**Problem statement:**
Across the listing below, how many lines include the word "CosplayerDocument"? The answer is that number, with nothing added.

**Exercise inputs:**
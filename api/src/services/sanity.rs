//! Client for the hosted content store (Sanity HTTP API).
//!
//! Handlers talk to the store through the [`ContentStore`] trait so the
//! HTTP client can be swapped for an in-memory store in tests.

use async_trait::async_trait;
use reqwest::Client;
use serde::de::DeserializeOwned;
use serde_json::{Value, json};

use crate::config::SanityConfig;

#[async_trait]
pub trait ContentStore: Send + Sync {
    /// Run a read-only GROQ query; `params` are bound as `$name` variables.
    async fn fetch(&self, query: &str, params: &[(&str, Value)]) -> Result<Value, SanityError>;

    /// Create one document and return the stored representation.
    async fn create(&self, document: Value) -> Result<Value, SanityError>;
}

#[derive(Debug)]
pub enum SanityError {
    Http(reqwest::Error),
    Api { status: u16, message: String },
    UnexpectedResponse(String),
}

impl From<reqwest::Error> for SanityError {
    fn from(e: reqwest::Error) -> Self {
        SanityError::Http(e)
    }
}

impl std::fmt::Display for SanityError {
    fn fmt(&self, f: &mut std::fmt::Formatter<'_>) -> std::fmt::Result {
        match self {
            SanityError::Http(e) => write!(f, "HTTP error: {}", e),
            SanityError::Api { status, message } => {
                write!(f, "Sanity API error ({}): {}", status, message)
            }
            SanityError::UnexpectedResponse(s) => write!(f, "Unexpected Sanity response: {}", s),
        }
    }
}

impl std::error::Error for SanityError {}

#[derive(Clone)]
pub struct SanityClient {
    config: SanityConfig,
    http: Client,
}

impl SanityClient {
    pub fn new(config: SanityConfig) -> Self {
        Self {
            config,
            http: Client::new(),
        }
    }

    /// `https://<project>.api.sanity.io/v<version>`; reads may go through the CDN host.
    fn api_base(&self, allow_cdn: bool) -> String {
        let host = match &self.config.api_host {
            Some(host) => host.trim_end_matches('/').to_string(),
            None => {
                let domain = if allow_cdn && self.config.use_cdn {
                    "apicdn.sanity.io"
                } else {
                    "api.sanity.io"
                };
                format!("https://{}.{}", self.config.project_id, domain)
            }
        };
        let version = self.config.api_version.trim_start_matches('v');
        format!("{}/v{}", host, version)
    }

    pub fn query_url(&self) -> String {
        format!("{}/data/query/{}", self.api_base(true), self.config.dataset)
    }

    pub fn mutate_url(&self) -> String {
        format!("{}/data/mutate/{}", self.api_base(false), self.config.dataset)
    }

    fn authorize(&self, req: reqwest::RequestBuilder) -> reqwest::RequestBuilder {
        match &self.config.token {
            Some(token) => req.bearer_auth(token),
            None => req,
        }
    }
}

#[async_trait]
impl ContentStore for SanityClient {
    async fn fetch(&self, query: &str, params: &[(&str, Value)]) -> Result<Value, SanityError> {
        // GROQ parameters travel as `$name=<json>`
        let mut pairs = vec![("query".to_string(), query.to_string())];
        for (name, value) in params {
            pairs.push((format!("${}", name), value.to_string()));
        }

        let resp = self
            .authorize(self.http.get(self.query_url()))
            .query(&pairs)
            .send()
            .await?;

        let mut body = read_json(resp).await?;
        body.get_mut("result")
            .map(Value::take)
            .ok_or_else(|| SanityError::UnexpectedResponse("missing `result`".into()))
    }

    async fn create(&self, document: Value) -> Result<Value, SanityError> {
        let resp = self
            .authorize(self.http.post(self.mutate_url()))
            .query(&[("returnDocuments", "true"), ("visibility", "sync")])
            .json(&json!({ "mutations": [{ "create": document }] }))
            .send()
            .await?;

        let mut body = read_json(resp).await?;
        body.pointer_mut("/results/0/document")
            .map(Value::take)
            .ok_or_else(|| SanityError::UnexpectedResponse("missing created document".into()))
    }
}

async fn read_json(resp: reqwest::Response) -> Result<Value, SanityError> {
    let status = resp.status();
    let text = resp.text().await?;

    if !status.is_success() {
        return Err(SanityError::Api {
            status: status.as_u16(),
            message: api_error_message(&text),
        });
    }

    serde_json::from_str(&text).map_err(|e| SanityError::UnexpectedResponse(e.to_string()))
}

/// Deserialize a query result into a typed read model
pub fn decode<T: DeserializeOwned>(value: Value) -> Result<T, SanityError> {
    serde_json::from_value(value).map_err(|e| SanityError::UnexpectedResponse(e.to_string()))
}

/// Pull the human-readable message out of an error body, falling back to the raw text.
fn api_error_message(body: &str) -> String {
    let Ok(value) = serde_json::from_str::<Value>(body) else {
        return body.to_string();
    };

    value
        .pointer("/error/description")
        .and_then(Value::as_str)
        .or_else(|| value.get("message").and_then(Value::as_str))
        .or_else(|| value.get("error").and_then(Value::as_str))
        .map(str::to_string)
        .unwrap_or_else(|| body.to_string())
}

...

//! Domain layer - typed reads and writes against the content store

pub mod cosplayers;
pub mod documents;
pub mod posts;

* * *

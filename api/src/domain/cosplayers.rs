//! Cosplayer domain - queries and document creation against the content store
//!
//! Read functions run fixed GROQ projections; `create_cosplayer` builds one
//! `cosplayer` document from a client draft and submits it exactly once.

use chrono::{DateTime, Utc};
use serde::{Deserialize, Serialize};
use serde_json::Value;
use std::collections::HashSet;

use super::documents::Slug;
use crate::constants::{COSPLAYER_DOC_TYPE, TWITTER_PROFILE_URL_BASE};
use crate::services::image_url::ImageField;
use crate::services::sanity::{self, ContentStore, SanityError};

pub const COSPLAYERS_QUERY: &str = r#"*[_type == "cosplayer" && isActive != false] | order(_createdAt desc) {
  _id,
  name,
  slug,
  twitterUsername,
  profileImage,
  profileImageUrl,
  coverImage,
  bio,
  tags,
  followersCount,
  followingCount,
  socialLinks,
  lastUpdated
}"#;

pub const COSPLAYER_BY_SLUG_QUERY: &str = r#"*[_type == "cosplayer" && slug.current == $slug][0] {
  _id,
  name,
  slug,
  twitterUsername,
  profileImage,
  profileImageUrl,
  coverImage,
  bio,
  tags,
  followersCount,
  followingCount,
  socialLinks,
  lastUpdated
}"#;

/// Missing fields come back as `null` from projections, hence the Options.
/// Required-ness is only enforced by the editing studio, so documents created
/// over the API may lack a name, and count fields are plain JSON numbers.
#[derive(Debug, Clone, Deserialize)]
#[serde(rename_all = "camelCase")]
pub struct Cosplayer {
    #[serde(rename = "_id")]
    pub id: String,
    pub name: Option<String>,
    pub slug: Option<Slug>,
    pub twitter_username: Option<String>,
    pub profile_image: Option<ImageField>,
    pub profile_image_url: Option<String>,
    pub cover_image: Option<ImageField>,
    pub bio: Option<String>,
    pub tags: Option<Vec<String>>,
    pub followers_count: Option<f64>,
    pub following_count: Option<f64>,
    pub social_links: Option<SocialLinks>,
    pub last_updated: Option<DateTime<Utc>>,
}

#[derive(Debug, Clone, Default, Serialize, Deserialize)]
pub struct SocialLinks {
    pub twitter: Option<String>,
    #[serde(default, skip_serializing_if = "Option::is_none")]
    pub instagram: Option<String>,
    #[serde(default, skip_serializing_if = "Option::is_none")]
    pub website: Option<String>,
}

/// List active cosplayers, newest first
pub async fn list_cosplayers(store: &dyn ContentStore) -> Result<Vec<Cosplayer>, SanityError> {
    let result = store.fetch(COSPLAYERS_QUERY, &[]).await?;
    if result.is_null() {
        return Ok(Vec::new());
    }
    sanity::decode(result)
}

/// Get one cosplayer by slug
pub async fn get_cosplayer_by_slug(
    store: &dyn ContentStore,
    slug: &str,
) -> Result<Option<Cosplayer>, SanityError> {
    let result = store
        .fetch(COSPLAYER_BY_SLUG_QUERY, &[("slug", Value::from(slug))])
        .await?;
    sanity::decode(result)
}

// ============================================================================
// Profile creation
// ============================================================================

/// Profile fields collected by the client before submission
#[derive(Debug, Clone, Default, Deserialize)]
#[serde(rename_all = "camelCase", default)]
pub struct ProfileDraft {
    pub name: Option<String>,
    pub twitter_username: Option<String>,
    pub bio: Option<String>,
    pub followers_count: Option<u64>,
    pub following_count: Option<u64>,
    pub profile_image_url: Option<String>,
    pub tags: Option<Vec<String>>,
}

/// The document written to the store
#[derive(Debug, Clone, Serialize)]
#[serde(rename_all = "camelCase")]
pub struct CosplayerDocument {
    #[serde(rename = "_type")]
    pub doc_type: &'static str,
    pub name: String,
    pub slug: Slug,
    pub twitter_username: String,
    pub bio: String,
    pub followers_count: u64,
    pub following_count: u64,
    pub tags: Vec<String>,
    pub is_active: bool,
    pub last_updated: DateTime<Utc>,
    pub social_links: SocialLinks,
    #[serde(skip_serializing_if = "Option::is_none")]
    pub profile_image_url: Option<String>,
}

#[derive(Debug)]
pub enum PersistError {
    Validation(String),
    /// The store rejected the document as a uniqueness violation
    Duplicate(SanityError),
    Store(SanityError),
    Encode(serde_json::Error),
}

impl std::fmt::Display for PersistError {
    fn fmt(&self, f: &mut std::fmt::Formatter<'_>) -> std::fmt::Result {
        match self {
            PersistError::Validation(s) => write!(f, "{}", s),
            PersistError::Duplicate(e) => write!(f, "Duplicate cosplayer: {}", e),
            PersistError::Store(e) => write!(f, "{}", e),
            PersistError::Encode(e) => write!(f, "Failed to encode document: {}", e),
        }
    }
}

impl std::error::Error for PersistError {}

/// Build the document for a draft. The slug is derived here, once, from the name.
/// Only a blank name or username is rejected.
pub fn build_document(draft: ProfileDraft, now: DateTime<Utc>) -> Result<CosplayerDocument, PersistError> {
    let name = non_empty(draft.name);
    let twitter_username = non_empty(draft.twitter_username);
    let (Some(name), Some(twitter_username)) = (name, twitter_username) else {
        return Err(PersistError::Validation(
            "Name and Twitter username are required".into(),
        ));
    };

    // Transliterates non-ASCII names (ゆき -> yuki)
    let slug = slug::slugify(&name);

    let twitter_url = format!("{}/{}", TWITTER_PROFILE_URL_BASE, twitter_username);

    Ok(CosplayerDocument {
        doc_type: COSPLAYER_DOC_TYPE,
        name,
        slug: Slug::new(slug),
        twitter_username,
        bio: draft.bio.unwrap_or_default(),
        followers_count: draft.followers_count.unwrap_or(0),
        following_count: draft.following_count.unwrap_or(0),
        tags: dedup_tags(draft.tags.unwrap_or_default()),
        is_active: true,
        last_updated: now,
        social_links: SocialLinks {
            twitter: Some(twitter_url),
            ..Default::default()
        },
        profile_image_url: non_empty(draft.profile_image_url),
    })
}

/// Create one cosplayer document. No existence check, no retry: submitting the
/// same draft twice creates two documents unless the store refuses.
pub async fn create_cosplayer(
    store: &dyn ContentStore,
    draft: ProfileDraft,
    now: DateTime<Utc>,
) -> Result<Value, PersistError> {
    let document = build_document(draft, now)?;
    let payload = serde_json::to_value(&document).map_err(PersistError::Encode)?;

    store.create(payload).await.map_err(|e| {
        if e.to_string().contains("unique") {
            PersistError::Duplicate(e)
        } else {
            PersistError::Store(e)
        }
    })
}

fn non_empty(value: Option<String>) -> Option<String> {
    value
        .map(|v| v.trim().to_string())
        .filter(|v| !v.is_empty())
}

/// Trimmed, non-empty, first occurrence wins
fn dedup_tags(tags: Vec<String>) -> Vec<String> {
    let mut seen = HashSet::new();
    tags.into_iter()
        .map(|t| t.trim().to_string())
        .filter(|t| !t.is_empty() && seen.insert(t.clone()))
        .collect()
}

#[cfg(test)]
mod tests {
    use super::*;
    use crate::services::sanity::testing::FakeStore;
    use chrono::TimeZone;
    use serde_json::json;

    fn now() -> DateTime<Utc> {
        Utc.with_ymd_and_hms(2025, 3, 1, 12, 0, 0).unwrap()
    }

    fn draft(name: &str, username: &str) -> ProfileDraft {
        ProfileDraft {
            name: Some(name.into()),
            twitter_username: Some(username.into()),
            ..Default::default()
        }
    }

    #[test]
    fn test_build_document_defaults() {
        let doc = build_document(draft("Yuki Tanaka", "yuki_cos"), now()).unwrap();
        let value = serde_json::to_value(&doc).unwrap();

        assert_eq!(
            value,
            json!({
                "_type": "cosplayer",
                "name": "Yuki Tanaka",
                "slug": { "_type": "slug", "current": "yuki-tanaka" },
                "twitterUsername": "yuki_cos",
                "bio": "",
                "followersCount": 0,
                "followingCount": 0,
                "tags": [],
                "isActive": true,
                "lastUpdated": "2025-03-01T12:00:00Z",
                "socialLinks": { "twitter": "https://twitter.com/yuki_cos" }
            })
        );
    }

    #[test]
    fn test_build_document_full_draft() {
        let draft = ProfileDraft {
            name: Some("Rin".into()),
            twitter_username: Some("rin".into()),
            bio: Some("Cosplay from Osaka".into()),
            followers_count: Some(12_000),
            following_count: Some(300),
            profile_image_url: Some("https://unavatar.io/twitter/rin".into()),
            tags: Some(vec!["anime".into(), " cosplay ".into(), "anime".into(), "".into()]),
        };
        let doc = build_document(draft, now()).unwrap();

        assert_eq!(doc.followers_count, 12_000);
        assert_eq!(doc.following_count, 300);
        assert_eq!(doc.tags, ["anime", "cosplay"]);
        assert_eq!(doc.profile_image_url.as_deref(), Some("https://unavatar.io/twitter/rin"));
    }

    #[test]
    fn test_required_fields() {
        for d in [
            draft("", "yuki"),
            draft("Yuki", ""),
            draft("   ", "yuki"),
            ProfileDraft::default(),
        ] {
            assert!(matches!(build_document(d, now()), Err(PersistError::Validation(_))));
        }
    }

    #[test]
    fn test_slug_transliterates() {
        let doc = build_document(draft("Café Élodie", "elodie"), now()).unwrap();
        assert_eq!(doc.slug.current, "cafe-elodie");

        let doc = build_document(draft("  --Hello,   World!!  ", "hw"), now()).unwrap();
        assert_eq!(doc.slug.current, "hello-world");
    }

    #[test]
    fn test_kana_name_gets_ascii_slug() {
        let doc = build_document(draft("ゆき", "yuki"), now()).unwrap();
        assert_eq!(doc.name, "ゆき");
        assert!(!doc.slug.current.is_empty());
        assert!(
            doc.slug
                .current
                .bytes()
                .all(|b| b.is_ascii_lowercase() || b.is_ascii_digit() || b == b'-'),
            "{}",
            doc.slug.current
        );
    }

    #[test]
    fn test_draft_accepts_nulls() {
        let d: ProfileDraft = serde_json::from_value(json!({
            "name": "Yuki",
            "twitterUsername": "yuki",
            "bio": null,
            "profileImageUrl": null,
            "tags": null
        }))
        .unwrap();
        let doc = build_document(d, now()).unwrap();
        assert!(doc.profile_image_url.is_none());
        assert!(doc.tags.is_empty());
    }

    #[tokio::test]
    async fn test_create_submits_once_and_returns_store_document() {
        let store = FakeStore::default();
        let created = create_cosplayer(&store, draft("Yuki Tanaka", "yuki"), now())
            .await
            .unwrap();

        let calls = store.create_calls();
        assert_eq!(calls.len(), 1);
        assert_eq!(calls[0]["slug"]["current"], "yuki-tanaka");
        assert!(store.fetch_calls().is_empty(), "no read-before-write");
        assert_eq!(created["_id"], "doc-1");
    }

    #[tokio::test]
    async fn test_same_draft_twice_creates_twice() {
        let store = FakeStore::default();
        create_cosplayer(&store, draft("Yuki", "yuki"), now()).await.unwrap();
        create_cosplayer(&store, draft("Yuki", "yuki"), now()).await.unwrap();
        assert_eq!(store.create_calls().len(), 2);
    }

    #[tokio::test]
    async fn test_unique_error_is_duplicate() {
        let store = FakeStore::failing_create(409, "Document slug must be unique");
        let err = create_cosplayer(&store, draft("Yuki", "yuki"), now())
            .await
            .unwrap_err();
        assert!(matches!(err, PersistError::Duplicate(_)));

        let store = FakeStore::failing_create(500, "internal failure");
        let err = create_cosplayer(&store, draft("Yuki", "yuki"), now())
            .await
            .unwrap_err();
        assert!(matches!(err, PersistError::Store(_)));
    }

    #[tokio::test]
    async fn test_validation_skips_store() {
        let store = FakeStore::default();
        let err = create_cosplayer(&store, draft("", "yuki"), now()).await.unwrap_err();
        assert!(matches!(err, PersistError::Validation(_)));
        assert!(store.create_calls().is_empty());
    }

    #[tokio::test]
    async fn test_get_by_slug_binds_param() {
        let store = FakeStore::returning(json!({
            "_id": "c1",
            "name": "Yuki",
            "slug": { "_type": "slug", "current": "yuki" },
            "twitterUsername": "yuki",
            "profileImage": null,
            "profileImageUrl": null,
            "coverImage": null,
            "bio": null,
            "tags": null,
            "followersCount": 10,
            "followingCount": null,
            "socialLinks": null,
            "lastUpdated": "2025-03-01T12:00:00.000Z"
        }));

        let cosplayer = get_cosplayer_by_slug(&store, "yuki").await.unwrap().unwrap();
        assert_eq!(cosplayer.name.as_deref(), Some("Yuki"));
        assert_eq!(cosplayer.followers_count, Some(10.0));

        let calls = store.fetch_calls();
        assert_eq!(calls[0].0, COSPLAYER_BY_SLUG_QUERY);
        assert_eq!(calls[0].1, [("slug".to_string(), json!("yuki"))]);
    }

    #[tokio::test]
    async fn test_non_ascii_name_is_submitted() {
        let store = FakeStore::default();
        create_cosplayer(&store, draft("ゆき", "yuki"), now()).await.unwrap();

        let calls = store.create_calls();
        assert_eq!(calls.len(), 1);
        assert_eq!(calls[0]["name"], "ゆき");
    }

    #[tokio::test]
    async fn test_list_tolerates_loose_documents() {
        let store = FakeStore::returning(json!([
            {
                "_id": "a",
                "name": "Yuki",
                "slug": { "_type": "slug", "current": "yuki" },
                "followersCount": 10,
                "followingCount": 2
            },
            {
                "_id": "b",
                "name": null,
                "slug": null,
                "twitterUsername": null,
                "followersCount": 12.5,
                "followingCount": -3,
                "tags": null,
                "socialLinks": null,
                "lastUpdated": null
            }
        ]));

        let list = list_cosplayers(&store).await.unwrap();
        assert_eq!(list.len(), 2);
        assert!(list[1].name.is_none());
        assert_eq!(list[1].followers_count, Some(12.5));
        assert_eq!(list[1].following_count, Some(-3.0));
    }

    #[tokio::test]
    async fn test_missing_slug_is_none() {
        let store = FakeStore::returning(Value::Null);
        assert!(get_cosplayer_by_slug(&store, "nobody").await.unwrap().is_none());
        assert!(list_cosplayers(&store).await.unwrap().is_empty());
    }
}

**Exercise solution:**
3